# TRY IT:
From the records below, transcribe only the lines running from the one with "filename crates/inspection/src/annotation.rs" through the one with "let color = class_color(&detection.label);". Keep both of those end lines.

(Stored data)
######

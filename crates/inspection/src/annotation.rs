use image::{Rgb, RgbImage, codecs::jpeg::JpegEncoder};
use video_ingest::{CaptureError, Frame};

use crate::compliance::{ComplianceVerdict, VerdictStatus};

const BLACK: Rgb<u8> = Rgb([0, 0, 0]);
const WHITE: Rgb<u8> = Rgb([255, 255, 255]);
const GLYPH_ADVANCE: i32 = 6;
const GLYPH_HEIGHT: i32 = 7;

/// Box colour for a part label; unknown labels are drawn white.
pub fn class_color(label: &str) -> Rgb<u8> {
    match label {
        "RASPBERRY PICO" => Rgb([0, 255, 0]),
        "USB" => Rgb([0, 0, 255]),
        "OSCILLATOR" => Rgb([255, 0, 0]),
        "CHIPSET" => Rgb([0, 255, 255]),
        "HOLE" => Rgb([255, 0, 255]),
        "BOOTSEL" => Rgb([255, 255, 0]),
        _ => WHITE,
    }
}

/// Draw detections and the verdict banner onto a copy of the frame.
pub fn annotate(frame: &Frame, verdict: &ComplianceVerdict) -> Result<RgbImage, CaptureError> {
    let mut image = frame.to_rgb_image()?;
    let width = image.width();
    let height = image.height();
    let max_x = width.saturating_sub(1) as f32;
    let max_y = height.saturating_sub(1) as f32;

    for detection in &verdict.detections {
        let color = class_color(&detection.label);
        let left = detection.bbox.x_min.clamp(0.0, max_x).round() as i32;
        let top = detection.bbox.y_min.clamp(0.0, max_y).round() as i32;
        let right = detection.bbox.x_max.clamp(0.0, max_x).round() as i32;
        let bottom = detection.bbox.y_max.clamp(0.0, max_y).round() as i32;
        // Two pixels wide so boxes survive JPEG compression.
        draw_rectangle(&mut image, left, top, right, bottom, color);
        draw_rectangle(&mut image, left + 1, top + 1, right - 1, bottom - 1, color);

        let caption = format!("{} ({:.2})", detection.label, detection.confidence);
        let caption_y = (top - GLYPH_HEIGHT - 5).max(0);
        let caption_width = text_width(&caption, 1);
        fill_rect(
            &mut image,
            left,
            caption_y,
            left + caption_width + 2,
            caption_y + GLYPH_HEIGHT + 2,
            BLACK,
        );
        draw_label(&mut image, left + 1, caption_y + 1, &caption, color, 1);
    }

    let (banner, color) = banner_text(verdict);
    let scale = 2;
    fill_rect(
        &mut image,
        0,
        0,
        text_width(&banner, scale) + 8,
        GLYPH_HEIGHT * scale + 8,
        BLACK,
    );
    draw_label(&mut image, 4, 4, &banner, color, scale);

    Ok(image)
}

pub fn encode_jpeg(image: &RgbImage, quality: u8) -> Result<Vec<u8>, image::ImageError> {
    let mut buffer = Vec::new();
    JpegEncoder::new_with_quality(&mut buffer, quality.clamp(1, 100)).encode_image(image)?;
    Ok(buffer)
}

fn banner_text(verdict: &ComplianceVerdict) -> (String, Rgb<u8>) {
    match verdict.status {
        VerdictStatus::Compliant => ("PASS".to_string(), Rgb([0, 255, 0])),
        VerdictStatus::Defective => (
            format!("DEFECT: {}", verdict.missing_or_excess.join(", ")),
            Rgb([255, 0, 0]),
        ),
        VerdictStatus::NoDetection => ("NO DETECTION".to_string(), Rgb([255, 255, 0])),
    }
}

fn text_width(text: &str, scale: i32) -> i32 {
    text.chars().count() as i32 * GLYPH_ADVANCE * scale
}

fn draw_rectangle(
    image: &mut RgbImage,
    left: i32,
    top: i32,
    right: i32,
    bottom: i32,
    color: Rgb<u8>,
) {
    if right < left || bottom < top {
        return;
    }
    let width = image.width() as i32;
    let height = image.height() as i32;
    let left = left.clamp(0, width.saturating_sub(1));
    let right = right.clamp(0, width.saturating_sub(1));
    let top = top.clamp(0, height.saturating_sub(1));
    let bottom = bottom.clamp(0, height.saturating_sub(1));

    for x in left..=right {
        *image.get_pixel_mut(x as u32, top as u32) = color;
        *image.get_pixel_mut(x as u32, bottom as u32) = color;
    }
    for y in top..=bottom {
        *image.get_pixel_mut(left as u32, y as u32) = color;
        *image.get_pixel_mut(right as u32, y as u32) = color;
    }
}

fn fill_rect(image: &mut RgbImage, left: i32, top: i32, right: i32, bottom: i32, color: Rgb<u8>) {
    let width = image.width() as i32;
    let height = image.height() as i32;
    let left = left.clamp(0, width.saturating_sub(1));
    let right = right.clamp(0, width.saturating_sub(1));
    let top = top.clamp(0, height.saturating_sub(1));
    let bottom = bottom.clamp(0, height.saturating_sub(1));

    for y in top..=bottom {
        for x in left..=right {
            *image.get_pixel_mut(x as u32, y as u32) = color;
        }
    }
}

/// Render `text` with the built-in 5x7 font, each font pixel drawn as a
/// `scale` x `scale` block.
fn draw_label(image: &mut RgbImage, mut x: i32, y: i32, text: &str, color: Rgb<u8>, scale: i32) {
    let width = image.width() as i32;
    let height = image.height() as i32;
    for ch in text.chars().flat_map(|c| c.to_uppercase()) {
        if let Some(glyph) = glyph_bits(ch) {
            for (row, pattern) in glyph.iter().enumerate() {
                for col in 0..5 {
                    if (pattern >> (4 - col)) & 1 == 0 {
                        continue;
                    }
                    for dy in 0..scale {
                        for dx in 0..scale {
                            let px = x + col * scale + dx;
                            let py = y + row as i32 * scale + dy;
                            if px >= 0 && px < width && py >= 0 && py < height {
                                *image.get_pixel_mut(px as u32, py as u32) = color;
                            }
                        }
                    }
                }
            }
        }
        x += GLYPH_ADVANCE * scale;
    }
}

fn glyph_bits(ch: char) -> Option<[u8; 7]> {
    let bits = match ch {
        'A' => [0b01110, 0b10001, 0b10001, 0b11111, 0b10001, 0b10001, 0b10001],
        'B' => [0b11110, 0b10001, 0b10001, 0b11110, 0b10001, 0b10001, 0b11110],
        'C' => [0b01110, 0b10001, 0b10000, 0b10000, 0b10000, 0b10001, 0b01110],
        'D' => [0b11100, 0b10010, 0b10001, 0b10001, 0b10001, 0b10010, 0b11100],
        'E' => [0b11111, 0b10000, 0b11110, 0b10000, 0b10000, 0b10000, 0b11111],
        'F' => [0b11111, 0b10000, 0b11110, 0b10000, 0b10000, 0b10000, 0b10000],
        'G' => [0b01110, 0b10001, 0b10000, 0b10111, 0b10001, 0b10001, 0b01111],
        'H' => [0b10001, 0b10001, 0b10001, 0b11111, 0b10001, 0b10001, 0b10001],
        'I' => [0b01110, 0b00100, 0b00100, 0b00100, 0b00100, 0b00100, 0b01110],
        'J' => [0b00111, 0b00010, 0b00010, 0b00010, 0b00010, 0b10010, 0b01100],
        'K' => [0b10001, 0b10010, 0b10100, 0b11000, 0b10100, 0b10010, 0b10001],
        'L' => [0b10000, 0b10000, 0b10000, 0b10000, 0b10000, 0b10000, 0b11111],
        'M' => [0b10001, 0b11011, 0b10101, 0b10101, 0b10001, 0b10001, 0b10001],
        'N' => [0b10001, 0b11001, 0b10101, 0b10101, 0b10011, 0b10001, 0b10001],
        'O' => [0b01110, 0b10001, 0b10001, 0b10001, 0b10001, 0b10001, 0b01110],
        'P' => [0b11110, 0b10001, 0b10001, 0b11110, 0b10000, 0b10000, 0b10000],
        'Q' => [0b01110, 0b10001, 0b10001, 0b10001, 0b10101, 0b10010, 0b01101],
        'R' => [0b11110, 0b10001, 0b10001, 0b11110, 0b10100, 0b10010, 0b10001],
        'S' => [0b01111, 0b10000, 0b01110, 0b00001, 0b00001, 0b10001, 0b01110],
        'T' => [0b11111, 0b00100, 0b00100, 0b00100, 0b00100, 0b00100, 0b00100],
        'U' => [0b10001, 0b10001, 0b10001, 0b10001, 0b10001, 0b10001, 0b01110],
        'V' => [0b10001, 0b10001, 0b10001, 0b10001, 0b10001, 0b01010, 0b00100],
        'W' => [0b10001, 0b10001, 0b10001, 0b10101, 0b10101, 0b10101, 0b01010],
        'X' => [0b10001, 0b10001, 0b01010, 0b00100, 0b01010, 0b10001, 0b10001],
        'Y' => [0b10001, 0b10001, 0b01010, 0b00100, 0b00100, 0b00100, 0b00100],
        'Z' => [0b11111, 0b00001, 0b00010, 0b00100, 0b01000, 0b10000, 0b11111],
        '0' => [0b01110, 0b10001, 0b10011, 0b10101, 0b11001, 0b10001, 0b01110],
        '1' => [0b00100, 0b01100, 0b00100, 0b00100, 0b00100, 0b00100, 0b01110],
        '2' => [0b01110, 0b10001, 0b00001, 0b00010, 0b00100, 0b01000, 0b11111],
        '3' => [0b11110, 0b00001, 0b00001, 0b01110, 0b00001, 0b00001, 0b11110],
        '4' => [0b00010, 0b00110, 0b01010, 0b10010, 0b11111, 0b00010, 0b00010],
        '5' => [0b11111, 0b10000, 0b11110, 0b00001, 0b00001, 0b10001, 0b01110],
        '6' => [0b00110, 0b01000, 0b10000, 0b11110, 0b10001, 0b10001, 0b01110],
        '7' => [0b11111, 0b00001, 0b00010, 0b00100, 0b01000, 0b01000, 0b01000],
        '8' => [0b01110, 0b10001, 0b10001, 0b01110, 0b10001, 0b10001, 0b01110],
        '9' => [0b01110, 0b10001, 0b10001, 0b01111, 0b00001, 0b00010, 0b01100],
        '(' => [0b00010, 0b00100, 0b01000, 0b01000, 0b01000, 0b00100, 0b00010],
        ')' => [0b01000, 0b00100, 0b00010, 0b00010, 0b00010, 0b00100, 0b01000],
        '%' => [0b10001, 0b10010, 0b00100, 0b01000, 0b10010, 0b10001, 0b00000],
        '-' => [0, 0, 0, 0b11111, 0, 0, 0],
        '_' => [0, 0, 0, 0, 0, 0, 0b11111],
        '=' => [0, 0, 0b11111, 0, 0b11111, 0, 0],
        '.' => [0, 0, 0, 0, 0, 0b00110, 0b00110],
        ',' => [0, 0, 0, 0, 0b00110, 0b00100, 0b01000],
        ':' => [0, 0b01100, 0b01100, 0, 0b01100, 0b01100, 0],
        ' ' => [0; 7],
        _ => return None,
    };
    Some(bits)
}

######

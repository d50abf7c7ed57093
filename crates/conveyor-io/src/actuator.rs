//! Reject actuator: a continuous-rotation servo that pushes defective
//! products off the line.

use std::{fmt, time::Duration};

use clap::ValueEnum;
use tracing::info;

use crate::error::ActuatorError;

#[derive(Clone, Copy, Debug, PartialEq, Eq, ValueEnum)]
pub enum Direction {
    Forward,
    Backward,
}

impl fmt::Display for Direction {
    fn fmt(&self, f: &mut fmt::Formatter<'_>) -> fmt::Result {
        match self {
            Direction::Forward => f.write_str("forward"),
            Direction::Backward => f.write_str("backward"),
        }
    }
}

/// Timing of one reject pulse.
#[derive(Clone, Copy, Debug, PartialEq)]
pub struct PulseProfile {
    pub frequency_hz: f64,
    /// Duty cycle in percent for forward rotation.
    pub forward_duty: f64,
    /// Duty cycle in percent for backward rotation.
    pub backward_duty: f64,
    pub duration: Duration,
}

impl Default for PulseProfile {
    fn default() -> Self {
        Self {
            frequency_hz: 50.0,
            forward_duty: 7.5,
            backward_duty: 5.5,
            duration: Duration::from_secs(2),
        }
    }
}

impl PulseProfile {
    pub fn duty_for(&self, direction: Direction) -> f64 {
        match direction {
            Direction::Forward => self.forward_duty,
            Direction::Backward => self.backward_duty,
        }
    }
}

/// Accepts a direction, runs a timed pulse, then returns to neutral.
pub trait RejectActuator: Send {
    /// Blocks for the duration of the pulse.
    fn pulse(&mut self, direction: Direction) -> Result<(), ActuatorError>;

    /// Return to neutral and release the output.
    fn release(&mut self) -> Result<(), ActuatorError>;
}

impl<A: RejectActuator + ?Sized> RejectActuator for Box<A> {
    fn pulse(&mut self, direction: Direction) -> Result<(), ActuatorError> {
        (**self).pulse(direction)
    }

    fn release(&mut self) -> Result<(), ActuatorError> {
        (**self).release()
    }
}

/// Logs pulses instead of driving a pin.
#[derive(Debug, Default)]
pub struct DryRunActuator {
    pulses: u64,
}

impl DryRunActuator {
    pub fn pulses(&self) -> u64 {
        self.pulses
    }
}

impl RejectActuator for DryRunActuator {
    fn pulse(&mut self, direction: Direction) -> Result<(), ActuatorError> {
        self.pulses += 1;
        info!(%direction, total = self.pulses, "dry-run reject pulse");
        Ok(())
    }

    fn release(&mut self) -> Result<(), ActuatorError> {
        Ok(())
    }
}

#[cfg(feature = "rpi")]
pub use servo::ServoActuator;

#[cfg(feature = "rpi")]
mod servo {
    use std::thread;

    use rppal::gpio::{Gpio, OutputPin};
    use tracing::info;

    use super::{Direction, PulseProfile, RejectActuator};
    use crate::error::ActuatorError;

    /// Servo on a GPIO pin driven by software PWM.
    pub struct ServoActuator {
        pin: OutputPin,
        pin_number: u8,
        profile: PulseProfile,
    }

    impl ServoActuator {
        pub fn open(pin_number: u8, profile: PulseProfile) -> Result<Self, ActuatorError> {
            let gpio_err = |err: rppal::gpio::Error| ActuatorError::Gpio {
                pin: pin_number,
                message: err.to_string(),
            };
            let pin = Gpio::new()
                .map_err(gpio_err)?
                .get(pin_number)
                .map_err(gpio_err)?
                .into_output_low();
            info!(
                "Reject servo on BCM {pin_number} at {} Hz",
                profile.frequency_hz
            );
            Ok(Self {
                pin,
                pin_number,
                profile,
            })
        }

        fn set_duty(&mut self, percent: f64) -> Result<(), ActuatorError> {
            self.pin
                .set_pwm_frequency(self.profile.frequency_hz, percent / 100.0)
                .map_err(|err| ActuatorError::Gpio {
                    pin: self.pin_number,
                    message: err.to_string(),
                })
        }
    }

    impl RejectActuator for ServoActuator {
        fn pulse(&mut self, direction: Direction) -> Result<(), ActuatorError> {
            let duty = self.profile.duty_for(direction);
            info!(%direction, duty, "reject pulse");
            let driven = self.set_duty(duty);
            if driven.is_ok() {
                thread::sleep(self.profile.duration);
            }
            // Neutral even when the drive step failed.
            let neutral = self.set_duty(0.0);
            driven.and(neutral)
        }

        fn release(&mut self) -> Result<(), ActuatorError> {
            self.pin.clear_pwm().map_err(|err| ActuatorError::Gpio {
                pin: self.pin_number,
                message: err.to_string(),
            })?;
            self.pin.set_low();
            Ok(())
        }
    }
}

######

# OUTPUT BELOW:
filename crates/inspection/src/annotation.rs
use image::{Rgb, RgbImage, codecs::jpeg::JpegEncoder};
use video_ingest::{CaptureError, Frame};

use crate::compliance::{ComplianceVerdict, VerdictStatus};

const BLACK: Rgb<u8> = Rgb([0, 0, 0]);
const WHITE: Rgb<u8> = Rgb([255, 255, 255]);
const GLYPH_ADVANCE: i32 = 6;
const GLYPH_HEIGHT: i32 = 7;

/// Box colour for a part label; unknown labels are drawn white.
pub fn class_color(label: &str) -> Rgb<u8> {
    match label {
        "RASPBERRY PICO" => Rgb([0, 255, 0]),
        "USB" => Rgb([0, 0, 255]),
        "OSCILLATOR" => Rgb([255, 0, 0]),
        "CHIPSET" => Rgb([0, 255, 255]),
        "HOLE" => Rgb([255, 0, 255]),
        "BOOTSEL" => Rgb([255, 255, 0]),
        _ => WHITE,
    }
}

/// Draw detections and the verdict banner onto a copy of the frame.
pub fn annotate(frame: &Frame, verdict: &ComplianceVerdict) -> Result<RgbImage, CaptureError> {
    let mut image = frame.to_rgb_image()?;
    let width = image.width();
    let height = image.height();
    let max_x = width.saturating_sub(1) as f32;
    let max_y = height.saturating_sub(1) as f32;

    for detection in &verdict.detections {
        let color = class_color(&detection.label);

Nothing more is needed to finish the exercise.